Nei fatti si può dire che per Gavazzi un sistema di produzione, per quanto colto, efficace (e redditizio) non possa servire da solo a creare un’identità di gruppo sufficientemente stabile: ma che invece la possibilità di una migliore espansione industriale sia legata proprio alla capacità di trasporre in altri sistemi di prodotto la cultura di progetto maturata nell’esperienza concreta nella fabbrica e sul mercato.
Sul fronte della collaborazione con Ryutaro Yoshida, fondatore e principale designer di Time and Style (che con De Padova prende il nome di Time and Style êdition) la motivazione principale è sicuramente la sua estetica sofisticata, un punto d’incontro su quello che Goethe avrebbe potuto chiamare “West-Östliche Diwan”, il “Divano Occidentale/Orientale”: il luogo immaginario dove in una storia di arredamento si incontrano forme moderne e l’idea di un ambiente che s’ispira alla seduzione naturale, senza finzioni artificiose, propria di un immaginario giapponese.
E parlando del lavoro di Yoshida, degli oggetti e mobili che ha portato e porta alla produzione, viene in mente il concetto di Iki, che si affaccia qui e là nei suoi prodotti. Si potrebbe parlare per Yoshida di un disegno che rappresenta un certo “distacco”, la coscienza che determinati accadimenti e oggetti avvengano e funzionino nella casa non per “obbligo”: ma per naturale conseguenza dell’esperienza che essi permettono alle persone. Originalmente trascrizione dell’ideogramma cinese Sui (eccellente), progressivamente il termine Iki si lega al mondo della seduzione amorosa, poi in epoca Bunka-Bunsei (primi decenni del XX secolo) descrive usi e costumi delle geishe e l’estetica dei luoghi dove abitano e lavorano.

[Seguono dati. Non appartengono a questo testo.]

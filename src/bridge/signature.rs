//! Declared function signatures and their JSON-schema export.

use crate::types::{ArgValue, ToolDefinition};
use serde::{Deserialize, Serialize};
use serde_json::{json, Map, Value};

#[derive(Debug, Clone, Copy, PartialEq, Eq, Serialize, Deserialize)]
#[serde(rename_all = "lowercase")]
pub enum ParamType {
    String,
    Number,
    Integer,
    Boolean,
    Array,
    Object,
}

impl ParamType {
    pub fn as_str(self) -> &'static str {
        match self {
            ParamType::String => "string",
            ParamType::Number => "number",
            ParamType::Integer => "integer",
            ParamType::Boolean => "boolean",
            ParamType::Array => "array",
            ParamType::Object => "object",
        }
    }
}

impl std::fmt::Display for ParamType {
    fn fmt(&self, f: &mut std::fmt::Formatter<'_>) -> std::fmt::Result {
        f.write_str(self.as_str())
    }
}

/// One declared argument.
#[derive(Debug, Clone, PartialEq)]
pub struct ParamSpec {
    pub name: String,
    pub param_type: ParamType,
    pub description: Option<String>,
    pub required: bool,
    /// Allowed values for string parameters. Empty means unrestricted.
    pub allowed: Vec<String>,
    pub minimum: Option<f64>,
    pub maximum: Option<f64>,
    /// Filled in when the argument is absent.
    pub default: Option<ArgValue>,
}

impl ParamSpec {
    pub fn new(name: impl Into<String>, param_type: ParamType) -> Self {
        Self {
            name: name.into(),
            param_type,
            description: None,
            required: true,
            allowed: Vec::new(),
            minimum: None,
            maximum: None,
            default: None,
        }
    }

    pub fn string(name: impl Into<String>) -> Self {
        Self::new(name, ParamType::String)
    }

    pub fn number(name: impl Into<String>) -> Self {
        Self::new(name, ParamType::Number)
    }

    pub fn integer(name: impl Into<String>) -> Self {
        Self::new(name, ParamType::Integer)
    }

    pub fn boolean(name: impl Into<String>) -> Self {
        Self::new(name, ParamType::Boolean)
    }

    pub fn describe(mut self, description: impl Into<String>) -> Self {
        self.description = Some(description.into());
        self
    }

    pub fn optional(mut self) -> Self {
        self.required = false;
        self
    }

    pub fn one_of<I, S>(mut self, values: I) -> Self
    where
        I: IntoIterator<Item = S>,
        S: Into<String>,
    {
        self.allowed = values.into_iter().map(Into::into).collect();
        self
    }

    pub fn range(mut self, minimum: Option<f64>, maximum: Option<f64>) -> Self {
        self.minimum = minimum;
        self.maximum = maximum;
        self
    }

    /// Default value; implies the argument is optional.
    pub fn with_default(mut self, value: impl Into<ArgValue>) -> Self {
        self.default = Some(value.into());
        self.required = false;
        self
    }

    fn schema(&self) -> Value {
        let mut schema = Map::new();
        schema.insert("type".into(), json!(self.param_type.as_str()));
        if let Some(description) = &self.description {
            schema.insert("description".into(), json!(description));
        }
        if !self.allowed.is_empty() {
            schema.insert("enum".into(), json!(self.allowed));
        }
        if let Some(min) = self.minimum {
            schema.insert("minimum".into(), json!(min));
        }
        if let Some(max) = self.maximum {
            schema.insert("maximum".into(), json!(max));
        }
        if let Some(default) = &self.default {
            schema.insert("default".into(), default.to_json());
        }
        Value::Object(schema)
    }
}

#[derive(Debug, Clone, PartialEq)]
pub struct FunctionSignature {
    pub name: String,
    pub description: String,
    pub params: Vec<ParamSpec>,
}

impl FunctionSignature {
    pub fn new(name: impl Into<String>, description: impl Into<String>) -> Self {
        Self {
            name: name.into(),
            description: description.into(),
            params: Vec::new(),
        }
    }

    pub fn param(mut self, spec: ParamSpec) -> Self {
        self.params.push(spec);
        self
    }

    pub fn get(&self, name: &str) -> Option<&ParamSpec> {
        self.params.iter().find(|p| p.name == name)
    }

    /// Tool definition advertised to providers.
    pub fn to_tool_definition(&self) -> ToolDefinition {
        let properties: Map<String, Value> = self
            .params
            .iter()
            .map(|p| (p.name.clone(), p.schema()))
            .collect();
        let required: Vec<&str> = self
            .params
            .iter()
            .filter(|p| p.required)
            .map(|p| p.name.as_str())
            .collect();
        ToolDefinition {
            name: self.name.clone(),
            description: Some(self.description.clone()),
            parameters: json!({
                "type": "object",
                "properties": properties,
                "required": required,
            }),
        }
    }
}

#[cfg(test)]
mod tests {
    use super::*;

    #[test]
    fn tool_definition_schema() {
        let sig = FunctionSignature::new("log_workout", "Record a finished workout")
            .param(ParamSpec::string("kind").one_of(["run", "lift"]))
            .param(ParamSpec::integer("minutes").range(Some(1.0), Some(600.0)))
            .param(ParamSpec::boolean("outdoor").with_default(false));

        let tool = sig.to_tool_definition();
        assert_eq!(tool.name, "log_workout");
        assert_eq!(
            tool.parameters,
            json!({
                "type": "object",
                "properties": {
                    "kind": {"type": "string", "enum": ["run", "lift"]},
                    "minutes": {"type": "integer", "minimum": 1.0, "maximum": 600.0},
                    "outdoor": {"type": "boolean", "default": false}
                },
                "required": ["kind", "minutes"]
            })
        );
    }
}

Conosciuta in Occidente dagli anni Trenta del XX secolo grazie al filosofo ed erudito Kuki Shuo, che ne ha analizzato intimamente la natura in un bellissimo volume La struttura dell’Iki 1) – vero e insolito trattato di estetica psicologica che mi ha fatto conoscere Clino Trini Castelli – è oggettivamente intraducibile in italiano, o in inglese.
La sua stessa natura è sfuggente, perché fatto di brevi attimi, di riflessi e di impressioni: così Iki è anche l’aspetto di “colei che esce dall’acqua del bagno … ricordo che aleggia della recente nudità… “, un elemento classico dell’iconografia ottocentesca divulgata da incisori come Utamaro, ampiamente ripreso dai pittori impressionisti francesi della fine dello stesso secolo.
Naturalmente di questa particolare estetica fanno parte anche gli elementi e soprattutto i materiali dell’architettura tradizionale giapponese, semplici, naturali e al tempo stesso solidi: bambù non laccato, paglia, legni masselli, alcuni dei materiali che ricorrono proprio nella selezione di pezzi Time and Style edition De Padova. Affascinare in forma Iki significa attirare l’attenzione con la seduzione di un’immagine non immediatamente dichiarata troppo a fondo, che sarebbe velocemente “consumabile”. I colori non saranno quindi mai vistosi, solo nuance del grigio, del nero, del bruno: al massimo, ma raramente, del blu – che infatti non compare tra i colori Time and Style, dove dominano le tonalità terra come nella sedia A Chair in the Forest. La struttura in massello di faggio è tinta bianco neve o grigio carbone, l’imbottitura è grigia, in tessuto: marrone scuro in pelle. Il legno viene plasmato attraverso una particolare tecnologia che sfrutta il vapore, poi è stampato sotto pressione. Ogni sedia risulta un pezzo unico, con venature ed effetti ogni volta diversi: e non manca la variante con schienale di rattan intrecciato, che prende pure un nome poetico, A Chair outside the Cage. Anche nei mobili contenitori di estrema semplicità si affacciano elementi Iki, oltre alle strutture in legno, come le ante con pannelli di vetro del Silent Cabinet, che lasciano entrare la luce naturale a illuminarne lievemente il contenuto. Mentre il Silent Wardrobe che si apre con ante scorrevoli, richiama chiaramente porte e contenitori della casa tradizionale giapponese, dove l’economia di spazio e di conseguenza dei volumi degli arredi ha prodotto da secoli una soluzione così immediata ed efficace.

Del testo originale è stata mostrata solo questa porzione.